//! Unit tests for erd-network.
//!
//! All tests use a hand-crafted UK network so costs can be asserted exactly.

#[cfg(test)]
mod helpers {
    use erd_core::LocationId;

    use crate::{Location, LocationKind, Network};

    pub const LONDON: LocationId = LocationId(1);
    pub const MANCHESTER: LocationId = LocationId(2);
    pub const BIRMINGHAM: LocationId = LocationId(3);

    /// London–Birmingham–Manchester triangle.
    ///
    /// ```text
    /// London–Birmingham     163 km, 120 min
    /// Birmingham–Manchester 135 km,  90 min
    /// London–Manchester     290 km, 250 min (direct, slower)
    /// ```
    ///
    /// Shortest London→Manchester is via Birmingham: 210 min.
    pub fn uk_triangle() -> Network {
        let mut net = Network::new();
        net.add_location(Location::new(LONDON, "London", LocationKind::City, 51.5074, -0.1278));
        net.add_location(Location::new(MANCHESTER, "Manchester", LocationKind::City, 53.4808, -2.2426));
        net.add_location(Location::new(BIRMINGHAM, "Birmingham", LocationKind::City, 52.4862, -1.8904));

        net.add_connection(LONDON, BIRMINGHAM, 163.0, 120.0);
        net.add_connection(BIRMINGHAM, MANCHESTER, 135.0, 90.0);
        net.add_connection(LONDON, MANCHESTER, 290.0, 250.0);
        net
    }
}

// ── Network structure ─────────────────────────────────────────────────────────

#[cfg(test)]
mod network {
    use erd_core::LocationId;

    use super::helpers::{BIRMINGHAM, LONDON, MANCHESTER, uk_triangle};
    use crate::{Location, LocationKind};

    #[test]
    fn counts() {
        let net = uk_triangle();
        assert_eq!(net.location_count(), 3);
        assert_eq!(net.edge_count(), 3); // 6 directed routes
    }

    #[test]
    fn add_location_is_idempotent() {
        let mut net = uk_triangle();
        net.add_location(Location::new(LONDON, "Londinium", LocationKind::IncidentSite, 0.0, 0.0));
        assert_eq!(net.location_count(), 3);
        // First registration wins.
        assert_eq!(net.location(LONDON).unwrap().name, "London");
    }

    #[test]
    fn remove_location_purges_inbound_routes() {
        let mut net = uk_triangle();
        net.remove_location(BIRMINGHAM);

        assert_eq!(net.location_count(), 2);
        assert!(net.location(BIRMINGHAM).is_none());
        // No surviving adjacency list still points at Birmingham.
        for loc in [LONDON, MANCHESTER] {
            assert!(net.neighbors(loc).iter().all(|r| r.to != BIRMINGHAM));
        }
        // The direct London–Manchester connection survives.
        assert_eq!(net.edge_count(), 1);
    }

    #[test]
    fn remove_unknown_location_is_noop() {
        let mut net = uk_triangle();
        net.remove_location(LocationId(99));
        assert_eq!(net.location_count(), 3);
        assert_eq!(net.edge_count(), 3);
    }

    #[test]
    fn connection_with_unknown_endpoint_is_noop() {
        let mut net = uk_triangle();
        net.add_connection(LONDON, LocationId(99), 10.0, 10.0);
        assert_eq!(net.edge_count(), 3);
        assert!(net.neighbors(LONDON).iter().all(|r| r.to != LocationId(99)));
    }

    #[test]
    fn congestion_update_and_clamp() {
        let mut net = uk_triangle();

        net.update_congestion(LONDON, BIRMINGHAM, 2.0);
        let out = net.neighbors(LONDON).iter().find(|r| r.to == BIRMINGHAM).unwrap();
        assert_eq!(out.congestion(), 2.0);
        assert_eq!(out.weight(), 240.0);

        // The reverse direction is an independent route.
        let back = net.neighbors(BIRMINGHAM).iter().find(|r| r.to == LONDON).unwrap();
        assert_eq!(back.congestion(), 1.0);

        // Clamped to the 1.0 floor — congestion never speeds travel up.
        net.update_congestion(LONDON, BIRMINGHAM, 0.25);
        let out = net.neighbors(LONDON).iter().find(|r| r.to == BIRMINGHAM).unwrap();
        assert_eq!(out.congestion(), 1.0);
    }

    #[test]
    fn congestion_on_missing_route_is_noop() {
        let mut net = uk_triangle();
        net.update_congestion(LocationId(99), LONDON, 3.0);
        net.remove_location(BIRMINGHAM);
        net.update_congestion(LONDON, BIRMINGHAM, 3.0); // route gone
        assert_eq!(net.edge_count(), 1);
    }

    #[test]
    fn neighbors_of_unknown_location_is_empty() {
        let net = uk_triangle();
        assert!(net.neighbors(LocationId(42)).is_empty());
    }

    #[test]
    fn dispatch_centers_filter_sorted() {
        let mut net = uk_triangle();
        net.add_location(Location::new(LocationId(20), "North DC", LocationKind::DispatchCenter, 53.5, -2.3));
        net.add_location(Location::new(LocationId(10), "South DC", LocationKind::DispatchCenter, 51.5, -0.2));
        assert_eq!(net.dispatch_centers(), vec![LocationId(10), LocationId(20)]);
    }

    #[test]
    fn location_equality_is_by_id() {
        let a = Location::new(LONDON, "London", LocationKind::City, 51.5, -0.1);
        let b = Location::new(LONDON, "Renamed", LocationKind::IncidentSite, 0.0, 0.0);
        assert_eq!(a, b);
    }
}

// ── Uniform-cost search ───────────────────────────────────────────────────────

#[cfg(test)]
mod dijkstra {
    use erd_core::LocationId;

    use super::helpers::{BIRMINGHAM, LONDON, MANCHESTER, uk_triangle};
    use crate::{DijkstraPathfinder, Location, LocationKind, Pathfinder};

    #[test]
    fn routes_via_birmingham() {
        let net = uk_triangle();
        let path = DijkstraPathfinder.shortest_path(&net, LONDON, MANCHESTER).unwrap();

        assert_eq!(path.stops, vec![LONDON, BIRMINGHAM, MANCHESTER]);
        assert!((path.total_min - 210.0).abs() < 1e-9);
        assert!((path.total_km - 298.0).abs() < 1e-9); // 163 + 135
    }

    #[test]
    fn trivial_same_location() {
        let net = uk_triangle();
        let path = DijkstraPathfinder.shortest_path(&net, LONDON, LONDON).unwrap();
        assert!(path.is_trivial());
        assert_eq!(path.total_min, 0.0);
        assert_eq!(path.total_km, 0.0);
    }

    #[test]
    fn unreachable_is_none() {
        let mut net = uk_triangle();
        let isolated = LocationId(50);
        net.add_location(Location::new(isolated, "Isolated", LocationKind::City, 55.0, -3.0));
        assert!(DijkstraPathfinder.shortest_path(&net, LONDON, isolated).is_none());
        assert!(DijkstraPathfinder.shortest_path(&net, isolated, LONDON).is_none());
    }

    #[test]
    fn unknown_endpoint_is_none() {
        let net = uk_triangle();
        assert!(DijkstraPathfinder.shortest_path(&net, LONDON, LocationId(99)).is_none());
    }

    #[test]
    fn congestion_reroutes_to_direct_edge() {
        let mut net = uk_triangle();
        // Via Birmingham: 120×2 + 90 = 330 > direct 250.
        net.update_congestion(LONDON, BIRMINGHAM, 2.0);
        let path = DijkstraPathfinder.shortest_path(&net, LONDON, MANCHESTER).unwrap();
        assert_eq!(path.stops, vec![LONDON, MANCHESTER]);
        assert!((path.total_min - 250.0).abs() < 1e-9);
    }

    #[test]
    fn congestion_never_lowers_optimal_cost() {
        let mut net = uk_triangle();
        let before = DijkstraPathfinder
            .shortest_path(&net, LONDON, MANCHESTER)
            .unwrap()
            .total_min;

        for factor in [1.1, 1.5, 2.0, 5.0] {
            net.update_congestion(LONDON, BIRMINGHAM, factor);
            let after = DijkstraPathfinder
                .shortest_path(&net, LONDON, MANCHESTER)
                .unwrap()
                .total_min;
            assert!(after >= before, "factor {factor}: {after} < {before}");
        }
    }

    #[test]
    fn distance_map_covers_reachable_set() {
        let mut net = uk_triangle();
        let isolated = LocationId(50);
        net.add_location(Location::new(isolated, "Isolated", LocationKind::City, 55.0, -3.0));

        let dist = DijkstraPathfinder.distance_map(&net, LONDON);
        assert_eq!(dist[&LONDON], 0.0);
        assert!((dist[&BIRMINGHAM] - 120.0).abs() < 1e-9);
        assert!((dist[&MANCHESTER] - 210.0).abs() < 1e-9);
        assert!(!dist.contains_key(&isolated));
    }
}

// ── Heuristic-guided search ───────────────────────────────────────────────────

#[cfg(test)]
mod astar {
    use erd_core::LocationId;

    use super::helpers::{BIRMINGHAM, LONDON, MANCHESTER, uk_triangle};
    use crate::{AStarPathfinder, DijkstraPathfinder, Location, LocationKind, Pathfinder};

    #[test]
    fn matches_uniform_cost_on_scenario() {
        let net = uk_triangle();
        let path = AStarPathfinder.shortest_path(&net, LONDON, MANCHESTER).unwrap();
        assert_eq!(path.stops, vec![LONDON, BIRMINGHAM, MANCHESTER]);
        assert!((path.total_min - 210.0).abs() < 1e-9);
    }

    #[test]
    fn cost_parity_across_all_pairs() {
        let net = uk_triangle();
        let ids = [LONDON, MANCHESTER, BIRMINGHAM];
        for from in ids {
            for to in ids {
                let d = DijkstraPathfinder.shortest_path(&net, from, to);
                let a = AStarPathfinder.shortest_path(&net, from, to);
                match (d, a) {
                    (Some(d), Some(a)) => {
                        assert!(
                            (d.total_min - a.total_min).abs() < 1e-9,
                            "{from}->{to}: dijkstra {} vs astar {}",
                            d.total_min,
                            a.total_min
                        );
                    }
                    (None, None) => {}
                    (d, a) => panic!("{from}->{to}: reachability disagrees ({d:?} vs {a:?})"),
                }
            }
        }
    }

    #[test]
    fn no_path_agreement() {
        let mut net = uk_triangle();
        let isolated = LocationId(50);
        net.add_location(Location::new(isolated, "Isolated", LocationKind::City, 55.0, -3.0));
        assert!(AStarPathfinder.shortest_path(&net, LONDON, isolated).is_none());
    }

    #[test]
    fn trivial_same_location() {
        let net = uk_triangle();
        let path = AStarPathfinder.shortest_path(&net, BIRMINGHAM, BIRMINGHAM).unwrap();
        assert!(path.is_trivial());
        assert_eq!(path.total_min, 0.0);
    }
}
● ● ● ●
◆ TASK ITEM: Throughout the material above, find every line holding "back" and copy it.

◆ ANSWER BOX:
        let back = net.neighbors(BIRMINGHAM).iter().find(|r| r.to == LONDON).unwrap();
        assert_eq!(back.congestion(), 1.0);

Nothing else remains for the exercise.